Work through the data below and copy out every line where "HttpServer" is found.

____ Records

use crate::application::use_cases::generation::MISSING_API_KEY_MESSAGE;
use crate::domain::error::AppError;
use crate::domain::requirement::{sample_requirement, sample_requirements, Requirement};
use crate::domain::test_case_result::TestCaseResult;
use crate::infrastructure::csv::export_file_name;
use crate::interfaces::state::AppState;
use actix_cors::Cors;
use actix_web::error::{InternalError, JsonPayloadError};
use actix_web::{
    delete, dev::Server, get, post, web, App, HttpRequest, HttpResponse, HttpServer, Responder,
    Scope,
};
use chrono::Local;
use serde::{Deserialize, Serialize};
use std::sync::{Arc, Mutex};

const MAX_LOG_ENTRIES: usize = 100;

#[derive(Debug, Serialize, Deserialize, Clone)]
pub struct LogEntry {
    pub time: String,
    pub level: String,
    pub source: String,
    pub message: String,
}

pub struct HttpState {
    pub app_state: Arc<AppState>,
    pub logs: Arc<Mutex<Vec<LogEntry>>>,
}

/// Either free text or a 1-based sample index. `sample` wins when both are set.
#[derive(Debug, Deserialize)]
pub struct GenerateRequest {
    #[serde(default)]
    pub requirement: Option<String>,
    #[serde(default)]
    pub sample: Option<usize>,
}

#[derive(Debug, Serialize, Deserialize)]
pub struct SessionCreated {
    pub session_id: String,
}

#[derive(Debug, Serialize, Deserialize)]
pub struct ResultsResponse {
    pub total: usize,
    pub results: Vec<TestCaseResult>,
}

#[derive(Debug, Serialize, Deserialize)]
pub struct StatusResponse {
    pub credential_configured: bool,
    pub model: String,
    pub active_sessions: usize,
    pub warning: Option<String>,
}

#[derive(Debug, Serialize, Deserialize)]
pub struct ErrorBody {
    pub error: String,
}

fn error_response(err: &AppError) -> HttpResponse {
    let body = ErrorBody {
        error: err.detail().to_string(),
    };
    match err {
        AppError::ValidationError(_) => HttpResponse::BadRequest().json(body),
        AppError::NotFound(_) => HttpResponse::NotFound().json(body),
        _ => HttpResponse::InternalServerError().json(body),
    }
}

#[get("/status")]
async fn status(data: web::Data<HttpState>) -> impl Responder {
    let config = &data.app_state.llm_config;
    let active_sessions = match data.app_state.sessions.session_count() {
        Ok(count) => count,
        Err(e) => return error_response(&e),
    };
    let credential_configured = config.has_api_key();
    HttpResponse::Ok().json(StatusResponse {
        credential_configured,
        model: config.model.clone(),
        active_sessions,
        warning: (!credential_configured).then(|| MISSING_API_KEY_MESSAGE.to_string()),
    })
}

#[get("/samples")]
async fn list_samples() -> impl Responder {
    HttpResponse::Ok().json(sample_requirements())
}

#[post("/sessions")]
async fn create_session(data: web::Data<HttpState>) -> impl Responder {
    match data.app_state.sessions.create() {
        Ok(session_id) => {
            add_log(
                &data.logs,
                "INFO",
                "Sessions",
                &format!("Created session {}", session_id),
            );
            HttpResponse::Created().json(SessionCreated { session_id })
        }
        Err(e) => error_response(&e),
    }
}

#[delete("/sessions/{session_id}")]
async fn delete_session(data: web::Data<HttpState>, path: web::Path<String>) -> impl Responder {
    let session_id = path.into_inner();
    match data.app_state.sessions.remove(&session_id) {
        Ok(()) => {
            add_log(
                &data.logs,
                "INFO",
                "Sessions",
                &format!("Removed session {}", session_id),
            );
            HttpResponse::NoContent().finish()
        }
        Err(e) => error_response(&e),
    }
}

#[post("/sessions/{session_id}/generate")]
async fn generate(
    data: web::Data<HttpState>,
    path: web::Path<String>,
    req: web::Json<GenerateRequest>,
) -> impl Responder {
    let session_id = path.into_inner();
    let req = req.into_inner();

    let text = match req.sample {
        Some(index) => match sample_requirement(index) {
            Some(text) => text.to_string(),
            None => {
                return error_response(&AppError::ValidationError(format!(
                    "Unknown sample {}",
                    index
                )))
            }
        },
        None => req.requirement.unwrap_or_default(),
    };

    add_log(
        &data.logs,
        "INFO",
        "HttpApi",
        &format!(
            "Generating test cases (session={} chars={})",
            session_id,
            text.chars().count()
        ),
    );

    match data
        .app_state
        .generate_use_case
        .execute(&session_id, Requirement::new(text))
        .await
    {
        Ok(result) => HttpResponse::Ok().json(result),
        Err(e) => {
            add_log(
                &data.logs,
                "ERROR",
                "HttpApi",
                &format!("Generation rejected: {}", e),
            );
            error_response(&e)
        }
    }
}

#[get("/sessions/{session_id}/results")]
async fn list_results(data: web::Data<HttpState>, path: web::Path<String>) -> impl Responder {
    let result = data
        .app_state
        .sessions
        .with_store(&path, |store| ResultsResponse {
            total: store.len(),
            results: store.results().to_vec(),
        });
    match result {
        Ok(body) => HttpResponse::Ok().json(body),
        Err(e) => error_response(&e),
    }
}

#[get("/sessions/{session_id}/results/latest")]
async fn latest_result(data: web::Data<HttpState>, path: web::Path<String>) -> impl Responder {
    match data
        .app_state
        .sessions
        .with_store(&path, |store| store.latest().cloned())
    {
        Ok(Some(result)) => HttpResponse::Ok().json(result),
        Ok(None) => error_response(&AppError::NotFound(
            "No test cases generated yet".to_string(),
        )),
        Err(e) => error_response(&e),
    }
}

#[delete("/sessions/{session_id}/results")]
async fn clear_results(data: web::Data<HttpState>, path: web::Path<String>) -> impl Responder {
    match data.app_state.sessions.with_store(&path, |store| store.clear()) {
        Ok(()) => {
            add_log(
                &data.logs,
                "INFO",
                "HttpApi",
                &format!("Cleared results for session {}", path.as_str()),
            );
            HttpResponse::NoContent().finish()
        }
        Err(e) => error_response(&e),
    }
}

#[get("/sessions/{session_id}/export")]
async fn export_csv(data: web::Data<HttpState>, path: web::Path<String>) -> impl Responder {
    let rows = match data
        .app_state
        .sessions
        .with_store(&path, |store| store.results().to_vec())
    {
        Ok(rows) => rows,
        Err(e) => return error_response(&e),
    };

    match data.app_state.result_csv.write(&rows) {
        Ok(csv) => {
            let file_name = export_file_name(&Local::now());
            add_log(
                &data.logs,
                "INFO",
                "Export",
                &format!("Exported {} rows as {}", rows.len(), file_name),
            );
            HttpResponse::Ok()
                .content_type("text/csv; charset=utf-8")
                .insert_header((
                    "Content-Disposition",
                    format!("attachment; filename=\"{}\"", file_name),
                ))
                .body(csv)
        }
        Err(e) => {
            add_log(
                &data.logs,
                "ERROR",
                "Export",
                &format!("CSV export failed: {}", e),
            );
            error_response(&e)
        }
    }
}

#[get("/logs")]
async fn get_logs(data: web::Data<HttpState>) -> impl Responder {
    match data.logs.lock() {
        Ok(logs) => HttpResponse::Ok().json(&*logs),
        Err(_) => error_response(&AppError::Internal("Log buffer lock poisoned".to_string())),
    }
}

pub fn add_log_entry(
    logs: &Mutex<Vec<LogEntry>>,
    level: &str,
    source: &str,
    message: &str,
) -> LogEntry {
    match level {
        "ERROR" => tracing::error!(source = source, "{}", message),
        "WARN" => tracing::warn!(source = source, "{}", message),
        _ => tracing::info!(source = source, "{}", message),
    }

    let entry = LogEntry {
        time: Local::now().format("%H:%M:%S").to_string(),
        level: level.to_string(),
        source: source.to_string(),
        message: message.to_string(),
    };
    if let Ok(mut logs) = logs.lock() {
        logs.push(entry.clone());
        if logs.len() > MAX_LOG_ENTRIES {
            logs.remove(0);
        }
    }
    entry
}

pub fn add_log(logs: &Mutex<Vec<LogEntry>>, level: &str, source: &str, message: &str) {
    add_log_entry(logs, level, source, message);
}

fn json_error_handler(err: JsonPayloadError, _req: &HttpRequest) -> actix_web::Error {
    let response = error_response(&AppError::ValidationError(err.to_string()));
    InternalError::from_response(err, response).into()
}

pub fn api_scope() -> Scope {
    web::scope("/api")
        .app_data(web::JsonConfig::default().error_handler(json_error_handler))
        .service(status)
        .service(list_samples)
        .service(create_session)
        .service(delete_session)
        .service(generate)
        .service(list_results)
        .service(latest_result)
        .service(clear_results)
        .service(export_csv)
        .service(get_logs)
}

pub fn start_server(
    app_state: Arc<AppState>,
    logs: Arc<Mutex<Vec<LogEntry>>>,
    host: &str,
    port: u16,
) -> std::io::Result<Server> {
    let state = web::Data::new(HttpState { app_state, logs });

    let server = HttpServer::new(move || {
        let cors = Cors::permissive(); // any local front end may drive the API

        App::new()
            .wrap(cors)
            .app_data(state.clone())
            .service(api_scope())
    })
    .bind((host, port))?
    .run();

    Ok(server)
}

________

Exercise output:
    delete, dev::Server, get, post, web, App, HttpRequest, HttpResponse, HttpServer, Responder,
    let server = HttpServer::new(move || {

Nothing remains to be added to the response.